Per Bega è il settimo titolo in carriera a livello Futures, ma il primo in Italia, dove non aveva mai giocato neppure una finale. “Vincere in casa – ha detto il lombardo – ha un sapore speciale, specialmente in un torneo come questo: non avevo mai visto così tanto pubblico sulle tribune di un Futures. E poi sono venuto qui con ben poche aspettative, dopo due settimane di stop per un’operazione per la rimozione di una cisti alla schiena”. Il successo gli regala per la prima volta un posto fra i top 300 del ranking Atp, avvicinandolo alle qualificazioni dei tornei del Grande Slam. “L’obiettivo è proprio quello: magari già dallo Us Open, altrimenti il prossimo anno in Australia”, ha concluso l’azzurro. E poi, dopo un paio di foto ricordo e qualche autografo, la partenza per un viaggio di 800 chilomteri da San Carlo Canavese ad Anzio (Roma), dove domattina sarà impegnato nel campionato di serie B con il suo Tc Pavia. Ma viaggiare con un titolo in tasca avrà un sapore dolcissimo.
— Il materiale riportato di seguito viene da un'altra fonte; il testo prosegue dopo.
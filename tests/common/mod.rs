#![allow(dead_code)]

use async_trait::async_trait;
use aws_config::BehaviorVersion;
use aws_sdk_s3::Client;
use aws_smithy_runtime::client::http::test_util::{ReplayEvent, StaticReplayClient};
use infra_metrics_pipeline::dlq::{DeadLetter, DeadLetterQueue, DlqError};
use infra_metrics_pipeline::metric::TableItem;
use infra_metrics_pipeline::publish::{Datum, MetricsPublisher, PublishError};
use infra_metrics_pipeline::table::{MetricTable, TableWriteError};
use infra_metrics_pipeline::Services;
use std::collections::VecDeque;
use std::sync::{Arc, Mutex};

pub fn s3event_string(bucket: &str, key: &str) -> String {
    format!(
        r#"{{
        "Records": [
            {{
            "eventVersion": "2.0",
            "eventSource": "aws:s3",
            "awsRegion": "eu-west-1",
            "eventTime": "1970-01-01T00:00:00.000Z",
            "eventName": "ObjectCreated:Put",
            "userIdentity": {{
                "principalId": "EXAMPLE"
            }},
            "requestParameters": {{
                "sourceIPAddress": "127.0.0.1"
            }},
            "responseElements": {{
                "x-amz-request-id": "EXAMPLE123456789",
                "x-amz-id-2": "EXAMPLE123/5678abcdefghijklambdaisawesome/mnopqrstuvwxyzABCDEFGH"
            }},
            "s3": {{
                "s3SchemaVersion": "1.0",
                "configurationId": "testConfigRule",
                "bucket": {{
                "name": "{}",
                "ownerIdentity": {{
                    "principalId": "EXAMPLE"
                }},
                "arn": "arn:aws:s3:::{}"
                }},
                "object": {{
                "key": "{}",
                "size": 1024,
                "eTag": "0123456789abcdef0123456789abcdef",
                "sequencer": "0A1B2C3D4E5F678901"
                }}
            }}
            }}
        ]
    }}"#,
        bucket, bucket, key
    )
}

/// An S3 response the mock client replays: status code and body.
pub struct MockResponse {
    pub status: u16,
    pub body: Vec<u8>,
}

impl MockResponse {
    pub fn ok() -> Self {
        MockResponse {
            status: 200,
            body: Vec::new(),
        }
    }

    pub fn file(path: &str) -> Self {
        MockResponse {
            status: 200,
            body: std::fs::read(path).expect("failed to read fixture"),
        }
    }

    pub fn body(data: impl Into<Vec<u8>>) -> Self {
        MockResponse {
            status: 200,
            body: data.into(),
        }
    }

    pub fn error(status: u16, code: &str) -> Self {
        MockResponse {
            status,
            body: format!(
                "<?xml version=\"1.0\" encoding=\"UTF-8\"?><Error><Code>{}</Code><Message>mocked</Message></Error>",
                code
            )
            .into_bytes(),
        }
    }
}

// get_mock_s3client returns a mock s3 client that replays the given responses in order
pub fn get_mock_s3client(responses: Vec<MockResponse>) -> (Client, StaticReplayClient) {
    let events = responses
        .into_iter()
        .map(|response| {
            ReplayEvent::new(
                http::Request::builder()
                    .body(aws_smithy_types::body::SdkBody::from(""))
                    .unwrap(),
                http::Response::builder()
                    .status(response.status)
                    .body(aws_smithy_types::body::SdkBody::from(response.body))
                    .unwrap(),
            )
        })
        .collect::<Vec<_>>();
    let http_client = StaticReplayClient::new(events);

    let conf = aws_sdk_s3::Config::builder()
        .behavior_version(BehaviorVersion::latest())
        .credentials_provider(aws_sdk_s3::config::Credentials::new(
            "SOMETESTKEYID",
            "somesecretkey",
            Some("somesessiontoken".to_string()),
            None,
            "",
        ))
        .region(aws_sdk_s3::config::Region::new("eu-west-1"))
        .http_client(http_client.clone())
        .build();

    (aws_sdk_s3::Client::from_conf(conf), http_client)
}

/// Table fake that records every batch it is handed. Scripted results are
/// returned in order, after which every call succeeds.
#[derive(Default, Debug, Clone)]
pub struct FakeTable {
    batches: Arc<Mutex<Vec<Vec<TableItem>>>>,
    script: Arc<Mutex<VecDeque<Result<(), TableWriteError>>>>,
}

impl FakeTable {
    pub fn new() -> Self {
        Self::default()
    }

    pub fn with_script(script: Vec<Result<(), TableWriteError>>) -> Self {
        FakeTable {
            batches: Arc::default(),
            script: Arc::new(Mutex::new(script.into())),
        }
    }

    pub fn take_batches(&self) -> Vec<Vec<TableItem>> {
        std::mem::take(&mut self.batches.lock().unwrap())
    }
}

#[async_trait]
impl MetricTable for FakeTable {
    async fn put_batch(&self, items: &[TableItem]) -> Result<(), TableWriteError> {
        self.batches.lock().unwrap().push(items.to_vec());
        self.script.lock().unwrap().pop_front().unwrap_or(Ok(()))
    }
}

#[derive(Default, Debug, Clone)]
pub struct FakePublisher {
    published: Arc<Mutex<Vec<(String, Vec<Datum>)>>>,
    fail: bool,
}

impl FakePublisher {
    pub fn new() -> Self {
        Self::default()
    }

    pub fn failing() -> Self {
        FakePublisher {
            published: Arc::default(),
            fail: true,
        }
    }

    pub fn take_published(&self) -> Vec<(String, Vec<Datum>)> {
        std::mem::take(&mut self.published.lock().unwrap())
    }
}

#[async_trait]
impl MetricsPublisher for FakePublisher {
    async fn publish(&self, namespace: &str, datums: Vec<Datum>) -> Result<(), PublishError> {
        if self.fail {
            return Err(PublishError::Send {
                namespace: namespace.to_string(),
                message: "AccessDenied".to_string(),
            });
        }
        self.published
            .lock()
            .unwrap()
            .push((namespace.to_string(), datums));
        Ok(())
    }
}

#[derive(Default, Debug, Clone)]
pub struct FakeDlq {
    letters: Arc<Mutex<Vec<DeadLetter>>>,
}

impl FakeDlq {
    pub fn new() -> Self {
        Self::default()
    }

    pub fn take_letters(&self) -> Vec<DeadLetter> {
        std::mem::take(&mut self.letters.lock().unwrap())
    }
}

#[async_trait]
impl DeadLetterQueue for FakeDlq {
    async fn send(&self, letter: &DeadLetter) -> Result<(), DlqError> {
        self.letters.lock().unwrap().push(letter.clone());
        Ok(())
    }
}

/// Fakes behind a set of services, kept around for assertions.
pub struct Harness {
    pub services: Services,
    pub s3: StaticReplayClient,
    pub table: FakeTable,
    pub publisher: FakePublisher,
    pub dlq: FakeDlq,
}

impl Harness {
    pub fn new(responses: Vec<MockResponse>, table: FakeTable, with_dlq: bool) -> Self {
        Self::with_publisher(responses, table, FakePublisher::new(), with_dlq)
    }

    pub fn with_publisher(
        responses: Vec<MockResponse>,
        table: FakeTable,
        publisher: FakePublisher,
        with_dlq: bool,
    ) -> Self {
        let (s3_client, s3) = get_mock_s3client(responses);
        let dlq = FakeDlq::new();
        let services = Services {
            s3: s3_client,
            table: Arc::new(table.clone()),
            publisher: Arc::new(publisher.clone()),
            dlq: if with_dlq {
                Some(Arc::new(dlq.clone()))
            } else {
                None
            },
        };
        Harness {
            services,
            s3,
            table,
            publisher,
            dlq,
        }
    }
}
Grande soddisfazione anche fra gli organizzatori, capaci di regalare alla gente una manifestazione di alto livello. “GonettaGo – ha detto l’amministratore unico Bruno Ubaudi – è il sogno di nove persone, che si sono messe insieme con l’obiettivo di realizzare un villaggio sportivo per famiglie, e il primo riscontro è stato splendido. Ho notato tanta energia positiva. Ora ci rimettiamo a lavorare sodo per aprire al pubblico il prima possibile dopo questa splendida parentesi. Puntiamo a farlo entro il mese di giugno”. Al direttore del torneo Marco Crugnola il comment finale: “I giocatori hanno trovato una struttura splendida e un torneo organizzato molto bene, quasi non fosse alla prima edizione. Il bilancio non può che essere positivo, con tanti match di livello e un pubblico subito importante. E poi ha vinto un italiano: una vera ciliegina sulla torta”.